=== RECORDS FOR THIS EXERCISE ===

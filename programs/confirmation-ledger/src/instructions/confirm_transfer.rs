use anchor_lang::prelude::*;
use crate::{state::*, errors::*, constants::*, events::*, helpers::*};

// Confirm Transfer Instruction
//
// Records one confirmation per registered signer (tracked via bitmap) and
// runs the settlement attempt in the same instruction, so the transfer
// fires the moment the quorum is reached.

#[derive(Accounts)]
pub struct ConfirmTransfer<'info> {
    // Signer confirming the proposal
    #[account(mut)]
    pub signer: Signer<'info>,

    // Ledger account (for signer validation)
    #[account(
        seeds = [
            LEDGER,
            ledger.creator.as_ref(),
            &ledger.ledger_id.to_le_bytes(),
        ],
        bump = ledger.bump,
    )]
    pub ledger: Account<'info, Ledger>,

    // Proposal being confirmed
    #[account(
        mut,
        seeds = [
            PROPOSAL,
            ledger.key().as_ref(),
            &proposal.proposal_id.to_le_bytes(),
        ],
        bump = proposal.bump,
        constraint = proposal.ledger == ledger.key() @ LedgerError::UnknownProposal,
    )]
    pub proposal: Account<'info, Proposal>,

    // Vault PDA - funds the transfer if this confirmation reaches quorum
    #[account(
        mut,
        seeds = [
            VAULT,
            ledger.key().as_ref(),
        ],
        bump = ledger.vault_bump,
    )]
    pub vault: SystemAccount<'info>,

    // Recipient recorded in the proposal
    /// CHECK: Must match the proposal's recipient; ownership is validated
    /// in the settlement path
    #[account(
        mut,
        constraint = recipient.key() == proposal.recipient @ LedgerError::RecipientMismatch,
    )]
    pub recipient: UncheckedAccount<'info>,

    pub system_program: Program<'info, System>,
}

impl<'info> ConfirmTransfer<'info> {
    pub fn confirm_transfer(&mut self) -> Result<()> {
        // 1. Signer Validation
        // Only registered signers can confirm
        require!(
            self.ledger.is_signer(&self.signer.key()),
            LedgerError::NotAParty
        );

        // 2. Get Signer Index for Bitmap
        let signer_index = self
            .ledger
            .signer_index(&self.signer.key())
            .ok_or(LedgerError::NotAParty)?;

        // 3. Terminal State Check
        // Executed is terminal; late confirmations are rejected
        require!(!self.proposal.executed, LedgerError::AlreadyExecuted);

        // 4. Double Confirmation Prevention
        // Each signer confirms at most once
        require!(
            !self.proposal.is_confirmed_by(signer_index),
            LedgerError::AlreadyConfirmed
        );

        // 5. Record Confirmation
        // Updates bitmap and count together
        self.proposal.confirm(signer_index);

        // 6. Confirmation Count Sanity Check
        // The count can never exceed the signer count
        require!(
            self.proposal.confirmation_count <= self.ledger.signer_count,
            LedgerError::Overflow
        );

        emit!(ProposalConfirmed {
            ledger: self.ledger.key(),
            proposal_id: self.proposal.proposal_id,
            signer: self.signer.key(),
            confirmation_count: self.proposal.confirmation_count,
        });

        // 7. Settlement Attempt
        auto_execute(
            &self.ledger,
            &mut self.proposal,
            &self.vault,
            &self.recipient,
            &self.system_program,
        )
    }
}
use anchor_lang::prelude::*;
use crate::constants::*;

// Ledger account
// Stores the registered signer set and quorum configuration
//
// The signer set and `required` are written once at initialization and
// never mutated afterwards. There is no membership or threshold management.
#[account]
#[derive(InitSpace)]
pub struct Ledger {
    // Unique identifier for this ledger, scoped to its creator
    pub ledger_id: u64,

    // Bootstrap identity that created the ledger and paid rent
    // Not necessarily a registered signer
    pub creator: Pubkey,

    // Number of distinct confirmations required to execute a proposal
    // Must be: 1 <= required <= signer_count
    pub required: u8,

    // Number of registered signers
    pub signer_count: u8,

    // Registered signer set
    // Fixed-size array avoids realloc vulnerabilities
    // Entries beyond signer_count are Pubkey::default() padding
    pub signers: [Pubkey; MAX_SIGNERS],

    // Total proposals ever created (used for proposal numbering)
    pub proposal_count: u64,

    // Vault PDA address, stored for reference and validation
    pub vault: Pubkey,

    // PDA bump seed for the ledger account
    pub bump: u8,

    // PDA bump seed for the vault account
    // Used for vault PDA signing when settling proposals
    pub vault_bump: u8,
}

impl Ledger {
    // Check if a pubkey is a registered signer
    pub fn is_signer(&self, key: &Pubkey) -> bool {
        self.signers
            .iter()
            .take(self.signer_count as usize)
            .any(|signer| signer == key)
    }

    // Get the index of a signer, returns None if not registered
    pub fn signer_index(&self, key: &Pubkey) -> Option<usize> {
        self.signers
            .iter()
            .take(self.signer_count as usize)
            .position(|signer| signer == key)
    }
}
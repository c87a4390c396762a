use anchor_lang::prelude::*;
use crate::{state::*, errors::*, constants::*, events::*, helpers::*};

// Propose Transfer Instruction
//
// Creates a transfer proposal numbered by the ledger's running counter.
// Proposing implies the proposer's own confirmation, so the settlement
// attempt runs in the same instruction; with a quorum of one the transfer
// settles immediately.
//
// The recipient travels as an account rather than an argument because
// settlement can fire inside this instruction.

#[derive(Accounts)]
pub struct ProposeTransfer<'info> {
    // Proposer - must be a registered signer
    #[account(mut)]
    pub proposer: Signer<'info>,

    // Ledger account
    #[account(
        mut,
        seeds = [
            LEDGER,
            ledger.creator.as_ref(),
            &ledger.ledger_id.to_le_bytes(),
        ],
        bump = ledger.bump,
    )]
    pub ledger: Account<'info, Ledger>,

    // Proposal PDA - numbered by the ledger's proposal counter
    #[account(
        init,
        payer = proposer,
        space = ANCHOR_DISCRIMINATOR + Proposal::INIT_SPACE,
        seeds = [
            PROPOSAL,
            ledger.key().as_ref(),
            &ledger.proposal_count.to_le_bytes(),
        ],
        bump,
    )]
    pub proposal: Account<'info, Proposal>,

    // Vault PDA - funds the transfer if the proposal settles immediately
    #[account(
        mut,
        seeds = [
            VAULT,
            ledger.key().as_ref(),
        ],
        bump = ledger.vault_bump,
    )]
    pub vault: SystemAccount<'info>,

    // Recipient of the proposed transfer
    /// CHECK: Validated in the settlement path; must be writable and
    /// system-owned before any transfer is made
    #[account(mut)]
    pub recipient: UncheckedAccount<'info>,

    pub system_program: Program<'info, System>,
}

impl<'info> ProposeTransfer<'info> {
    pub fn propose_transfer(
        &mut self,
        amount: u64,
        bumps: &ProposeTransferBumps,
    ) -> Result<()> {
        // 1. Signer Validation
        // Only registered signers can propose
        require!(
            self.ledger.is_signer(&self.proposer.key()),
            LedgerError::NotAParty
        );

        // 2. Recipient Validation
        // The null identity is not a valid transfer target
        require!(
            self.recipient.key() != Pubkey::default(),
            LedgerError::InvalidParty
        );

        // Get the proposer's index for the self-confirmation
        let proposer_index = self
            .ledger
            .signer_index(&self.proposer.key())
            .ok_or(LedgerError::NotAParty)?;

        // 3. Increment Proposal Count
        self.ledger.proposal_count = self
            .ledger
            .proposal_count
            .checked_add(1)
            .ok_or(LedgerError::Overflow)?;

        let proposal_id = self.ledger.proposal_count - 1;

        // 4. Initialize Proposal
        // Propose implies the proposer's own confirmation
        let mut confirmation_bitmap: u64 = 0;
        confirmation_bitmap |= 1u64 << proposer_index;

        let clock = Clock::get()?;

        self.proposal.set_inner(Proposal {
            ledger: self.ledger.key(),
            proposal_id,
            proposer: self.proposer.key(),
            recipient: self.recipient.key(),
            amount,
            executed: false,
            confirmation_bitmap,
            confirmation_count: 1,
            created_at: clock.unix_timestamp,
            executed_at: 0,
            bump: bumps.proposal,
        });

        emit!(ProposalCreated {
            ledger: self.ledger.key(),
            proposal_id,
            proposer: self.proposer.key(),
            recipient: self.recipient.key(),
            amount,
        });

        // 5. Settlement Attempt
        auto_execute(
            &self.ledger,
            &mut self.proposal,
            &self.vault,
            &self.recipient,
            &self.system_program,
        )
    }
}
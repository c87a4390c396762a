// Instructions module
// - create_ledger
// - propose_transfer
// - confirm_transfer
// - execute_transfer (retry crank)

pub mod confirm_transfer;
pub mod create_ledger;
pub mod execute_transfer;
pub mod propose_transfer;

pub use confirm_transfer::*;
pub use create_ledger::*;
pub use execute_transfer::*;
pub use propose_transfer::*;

===

== WHAT YOU SHOULD DO ==
Begin with the line that has "signers can confirm" in the listing above and end after the line that has "self.proposal.confirm(signer_index);"; output those lines exactly.

== EXERCISE RESPONSE ==
        // Only registered signers can confirm
        require!(
            self.ledger.is_signer(&self.signer.key()),
            LedgerError::NotAParty
        );

        // 2. Get Signer Index for Bitmap
        let signer_index = self
            .ledger
            .signer_index(&self.signer.key())
            .ok_or(LedgerError::NotAParty)?;

        // 3. Terminal State Check
        // Executed is terminal; late confirmations are rejected
        require!(!self.proposal.executed, LedgerError::AlreadyExecuted);

        // 4. Double Confirmation Prevention
        // Each signer confirms at most once
        require!(
            !self.proposal.is_confirmed_by(signer_index),
            LedgerError::AlreadyConfirmed
        );

        // 5. Record Confirmation
        // Updates bitmap and count together
        self.proposal.confirm(signer_index);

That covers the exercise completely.